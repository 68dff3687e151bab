//! API request/response models for bookings.
//!
//! `BookingResponse` deliberately has no PIN field: once a guest has
//! authenticated with the PIN it must not be re-exposed, so the response type
//! cannot carry it at all. The PIN is emitted exactly once, in
//! `BookingCreatedResponse`.

use chrono::{DateTime, NaiveDate, Utc};
use rust_decimal::Decimal;
use serde::{Deserialize, Serialize};
use utoipa::{IntoParams, ToSchema};

use crate::db::models::bookings::{Booking, BookingStatus};
use crate::db::models::packages::{Package, PackageVariant};
use crate::types::{BookingId, GymId, PackageId, PackageVariantId, UserId};

use super::gyms::GymSummary;

/// Request body for creating a booking.
///
/// Guest identity fields are required together when the caller is not
/// authenticated.
#[derive(Debug, Clone, Serialize, Deserialize, ToSchema)]
pub struct BookingCreate {
    #[schema(value_type = String, format = "uuid")]
    pub gym_id: GymId,
    #[schema(value_type = Option<String>, format = "uuid")]
    pub package_id: Option<PackageId>,
    #[schema(value_type = Option<String>, format = "uuid")]
    pub package_variant_id: Option<PackageVariantId>,
    pub start_date: NaiveDate,
    pub end_date: NaiveDate,
    pub discipline: String,
    pub experience_level: String,
    #[schema(value_type = String)]
    pub total_price: Decimal,
    pub guest_email: Option<String>,
    pub guest_phone: Option<String>,
    pub guest_name: Option<String>,
}

/// Response to a successful creation: the only surface where the PIN appears.
#[derive(Debug, Clone, Serialize, Deserialize, ToSchema)]
pub struct BookingCreatedResponse {
    #[schema(value_type = String, format = "uuid")]
    pub booking_id: BookingId,
    pub booking_reference: String,
    pub booking_pin: String,
}

/// The booking as exposed to owners, admins and authenticated guests.
#[derive(Debug, Clone, Serialize, Deserialize, ToSchema)]
pub struct BookingResponse {
    #[schema(value_type = String, format = "uuid")]
    pub id: BookingId,
    pub booking_reference: String,
    pub status: BookingStatus,
    #[schema(value_type = Option<String>, format = "uuid")]
    pub user_id: Option<UserId>,
    pub guest_name: Option<String>,
    pub guest_email: Option<String>,
    #[schema(value_type = String, format = "uuid")]
    pub gym_id: GymId,
    #[schema(value_type = Option<String>, format = "uuid")]
    pub package_id: Option<PackageId>,
    #[schema(value_type = Option<String>, format = "uuid")]
    pub package_variant_id: Option<PackageVariantId>,
    pub start_date: NaiveDate,
    pub end_date: NaiveDate,
    pub discipline: String,
    pub experience_level: String,
    #[schema(value_type = String)]
    pub total_price: Decimal,
    #[schema(value_type = String)]
    pub platform_fee: Decimal,
    /// Approximate USD total for non-USD gyms, when the rate cache has quotes
    #[serde(skip_serializing_if = "Option::is_none")]
    #[schema(value_type = Option<String>)]
    pub approx_total_usd: Option<Decimal>,
    /// Whether a payment authorization exists, without exposing the
    /// processor-side identifier
    pub has_payment_authorization: bool,
    pub request_submitted_at: Option<DateTime<Utc>>,
    pub gym_confirmed_at: Option<DateTime<Utc>>,
    pub created_at: DateTime<Utc>,
    pub updated_at: DateTime<Utc>,
}

impl From<Booking> for BookingResponse {
    fn from(booking: Booking) -> Self {
        Self {
            id: booking.id,
            booking_reference: booking.booking_reference,
            status: booking.status,
            user_id: booking.user_id,
            guest_name: booking.guest_name,
            guest_email: booking.guest_email,
            gym_id: booking.gym_id,
            package_id: booking.package_id,
            package_variant_id: booking.package_variant_id,
            start_date: booking.start_date,
            end_date: booking.end_date,
            discipline: booking.discipline,
            experience_level: booking.experience_level,
            total_price: booking.total_price,
            platform_fee: booking.platform_fee,
            approx_total_usd: None,
            has_payment_authorization: booking.stripe_payment_intent_id.is_some(),
            request_submitted_at: booking.request_submitted_at,
            gym_confirmed_at: booking.gym_confirmed_at,
            created_at: booking.created_at,
            updated_at: booking.updated_at,
        }
    }
}

impl BookingResponse {
    /// Attach an approximate USD total (owner-facing detail views).
    pub fn with_approx_total_usd(mut self, approx: Option<Decimal>) -> Self {
        self.approx_total_usd = approx;
        self
    }
}

/// Package summary embedded in guest lookups.
#[derive(Debug, Clone, Serialize, Deserialize, ToSchema)]
pub struct PackageSummary {
    #[schema(value_type = String, format = "uuid")]
    pub id: PackageId,
    pub name: String,
    #[schema(value_type = String)]
    pub price: Decimal,
}

impl From<Package> for PackageSummary {
    fn from(package: Package) -> Self {
        Self {
            id: package.id,
            name: package.name,
            price: package.price,
        }
    }
}

/// Variant summary embedded in guest lookups.
#[derive(Debug, Clone, Serialize, Deserialize, ToSchema)]
pub struct PackageVariantSummary {
    #[schema(value_type = String, format = "uuid")]
    pub id: PackageVariantId,
    pub name: String,
    pub duration_weeks: i32,
    #[schema(value_type = String)]
    pub price: Decimal,
}

impl From<PackageVariant> for PackageVariantSummary {
    fn from(variant: PackageVariant) -> Self {
        Self {
            id: variant.id,
            name: variant.name,
            duration_weeks: variant.duration_weeks,
            price: variant.price,
        }
    }
}

/// Response to an owner-triggered transition.
#[derive(Debug, Clone, Serialize, Deserialize, ToSchema)]
pub struct BookingStatusResponse {
    #[schema(value_type = String, format = "uuid")]
    pub booking_id: BookingId,
    pub status: BookingStatus,
}

/// Request body for declining a request.
#[derive(Debug, Clone, Default, Serialize, Deserialize, ToSchema)]
pub struct DeclineRequest {
    /// Optional message relayed to the guest
    pub reason: Option<String>,
}

/// Query parameters for listing a gym's bookings.
#[derive(Debug, Deserialize, IntoParams, ToSchema)]
pub struct ListBookingsQuery {
    pub status: Option<BookingStatus>,
    pub skip: Option<i64>,
    pub limit: Option<i64>,
}

#[cfg(test)]
mod tests {
    use super::*;
    use chrono::Utc;
    use uuid::Uuid;

    fn sample_booking() -> Booking {
        Booking {
            id: Uuid::new_v4(),
            booking_reference: "BK-7XK".to_string(),
            booking_pin: "123456".to_string(),
            user_id: None,
            guest_email: Some("guest@example.com".to_string()),
            guest_phone: Some("+6611111111".to_string()),
            guest_name: Some("Guest".to_string()),
            gym_id: Uuid::new_v4(),
            package_id: None,
            package_variant_id: None,
            start_date: "2026-09-01".parse().unwrap(),
            end_date: "2026-09-08".parse().unwrap(),
            discipline: "muay_thai".to_string(),
            experience_level: "beginner".to_string(),
            total_price: Decimal::new(10000, 2),
            platform_fee: Decimal::new(1000, 2),
            stripe_payment_intent_id: Some("pi_123".to_string()),
            status: BookingStatus::Pending,
            request_submitted_at: Some(Utc::now()),
            gym_confirmed_at: None,
            created_at: Utc::now(),
            updated_at: Utc::now(),
        }
    }

    #[test]
    fn test_response_never_contains_pin() {
        let response = BookingResponse::from(sample_booking());
        let json = serde_json::to_value(&response).unwrap();

        assert!(json.get("booking_pin").is_none());
        // The processor-side id stays internal too
        assert!(json.get("stripe_payment_intent_id").is_none());
        assert_eq!(json.get("has_payment_authorization"), Some(&serde_json::Value::Bool(true)));
    }
}
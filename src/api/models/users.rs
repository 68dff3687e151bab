//! API models for users.

use serde::{Deserialize, Serialize};
use utoipa::ToSchema;

use crate::db::models::users::User;
use crate::types::UserId;

/// The authenticated caller, as asserted by the trusted proxy header.
#[derive(Debug, Clone, Serialize, Deserialize, ToSchema)]
pub struct CurrentUser {
    #[schema(value_type = String, format = "uuid")]
    pub id: UserId,
    pub email: String,
    pub display_name: Option<String>,
    pub is_admin: bool,
}

impl From<User> for CurrentUser {
    fn from(user: User) -> Self {
        Self {
            id: user.id,
            email: user.email,
            display_name: user.display_name,
            is_admin: user.is_admin,
        }
    }
}
//! Exchange-rate cache for approximate USD totals.
//!
//! An explicit cache object injected through `AppState`: it holds the last
//! fetched quote table together with its fetch time, refreshes through the
//! configured endpoint when stale, and falls back to the stale table when a
//! refresh fails. Disabled (the default) it answers None and responses simply
//! omit the USD approximation.

use chrono::{DateTime, Utc};
use rust_decimal::Decimal;
use serde::Deserialize;
use std::collections::HashMap;
use tokio::sync::RwLock;

use crate::config::RatesConfig;

#[derive(Debug, Clone)]
struct Quotes {
    /// Currency code (uppercase) to units-per-USD
    rates: HashMap<String, Decimal>,
    fetched_at: DateTime<Utc>,
}

#[derive(Debug, Deserialize)]
struct RatesDocument {
    rates: HashMap<String, Decimal>,
}

pub struct RateCache {
    config: RatesConfig,
    client: reqwest::Client,
    inner: RwLock<Option<Quotes>>,
}

impl RateCache {
    pub fn new(config: RatesConfig) -> Self {
        Self {
            config,
            client: reqwest::Client::new(),
            inner: RwLock::new(None),
        }
    }

    /// Approximate `amount` of `currency` in USD, or None when disabled, the
    /// currency is unknown, or no quotes could be fetched.
    pub async fn usd_total(&self, amount: Decimal, currency: &str) -> Option<Decimal> {
        if !self.config.enabled {
            return None;
        }
        if currency.eq_ignore_ascii_case("usd") {
            return Some(amount.round_dp(2));
        }
        let rate = self.rate_for(currency).await?;
        if rate <= Decimal::ZERO {
            return None;
        }
        Some((amount / rate).round_dp(2))
    }

    async fn rate_for(&self, currency: &str) -> Option<Decimal> {
        let key = currency.to_ascii_uppercase();

        {
            let guard = self.inner.read().await;
            if let Some(quotes) = guard.as_ref() {
                if self.is_fresh(quotes) {
                    return quotes.rates.get(&key).copied();
                }
            }
        }

        let mut guard = self.inner.write().await;
        // Another task may have refreshed while we waited for the write lock
        if let Some(quotes) = guard.as_ref() {
            if self.is_fresh(quotes) {
                return quotes.rates.get(&key).copied();
            }
        }

        match self.fetch().await {
            Ok(rates) => {
                *guard = Some(Quotes {
                    rates,
                    fetched_at: Utc::now(),
                });
            }
            Err(e) => {
                tracing::warn!(error = %e, "Failed to refresh exchange rates, keeping stale quotes");
            }
        }

        guard.as_ref().and_then(|quotes| quotes.rates.get(&key).copied())
    }

    fn is_fresh(&self, quotes: &Quotes) -> bool {
        let age = Utc::now().signed_duration_since(quotes.fetched_at);
        age.to_std().map(|age| age < self.config.refresh_interval).unwrap_or(false)
    }

    async fn fetch(&self) -> Result<HashMap<String, Decimal>, reqwest::Error> {
        let document: RatesDocument = self.client.get(&self.config.url).send().await?.error_for_status()?.json().await?;
        Ok(document.rates)
    }

    /// Seed the cache directly, for tests.
    #[cfg(test)]
    pub async fn set_quotes_for_test(&self, rates: HashMap<String, Decimal>) {
        let mut guard = self.inner.write().await;
        *guard = Some(Quotes {
            rates,
            fetched_at: Utc::now(),
        });
    }
}

#[cfg(test)]
mod tests {
    use super::*;
    use std::time::Duration;

    fn enabled_config() -> RatesConfig {
        RatesConfig {
            enabled: true,
            url: "http://localhost:0/unreachable".to_string(),
            refresh_interval: Duration::from_secs(3600),
        }
    }

    #[tokio::test]
    async fn test_disabled_cache_answers_none() {
        let cache = RateCache::new(RatesConfig::default());
        assert_eq!(cache.usd_total(Decimal::new(10000, 2), "thb").await, None);
    }

    #[tokio::test]
    async fn test_usd_passes_through_without_quotes() {
        let cache = RateCache::new(enabled_config());
        assert_eq!(
            cache.usd_total(Decimal::new(10000, 2), "USD").await,
            Some(Decimal::new(10000, 2))
        );
    }

    #[tokio::test]
    async fn test_fresh_quotes_convert() {
        let cache = RateCache::new(enabled_config());
        cache
            .set_quotes_for_test(HashMap::from([("THB".to_string(), Decimal::new(35, 0))]))
            .await;

        // 3500 THB at 35 THB/USD = 100 USD
        assert_eq!(
            cache.usd_total(Decimal::new(350000, 2), "thb").await,
            Some(Decimal::new(10000, 2))
        );
        // Unknown currency stays unknown
        assert_eq!(cache.usd_total(Decimal::ONE, "xyz").await, None);
    }
}
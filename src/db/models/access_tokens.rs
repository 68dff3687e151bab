//! Database models for booking access tokens.
//!
//! A token is a capability granting temporary visibility of one booking to a
//! guest without an account. Only the SHA-256 hash of the raw token is ever
//! stored; the raw value is observable exactly once, at mint time.

use chrono::{DateTime, Utc};
use sqlx::FromRow;

use crate::types::{AccessTokenId, BookingId};

/// Database entity model
#[derive(Debug, Clone, FromRow)]
pub struct BookingAccessToken {
    pub id: AccessTokenId,
    pub booking_id: BookingId,
    pub token_hash: String,
    /// The address the token was issued to; used for correlation, not authorization
    pub email: String,
    pub expires_at: DateTime<Utc>,
    pub is_single_use: bool,
    pub used_at: Option<DateTime<Utc>>,
    pub created_at: DateTime<Utc>,
}

impl BookingAccessToken {
    pub fn is_expired(&self, now: DateTime<Utc>) -> bool {
        now > self.expires_at
    }
}

/// Request for creating a booking access token
#[derive(Debug, Clone)]
pub struct AccessTokenCreateDBRequest {
    pub booking_id: BookingId,
    pub raw_token: String,
    pub email: String,
    pub expires_at: DateTime<Utc>,
    pub is_single_use: bool,
}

##############################

* _Directions_
Your answer must consist of every line from the listing that holds the string "users".

* _Answer space_
filename src/api/models/users.rs
//! API models for users.
use crate::db::models::users::User;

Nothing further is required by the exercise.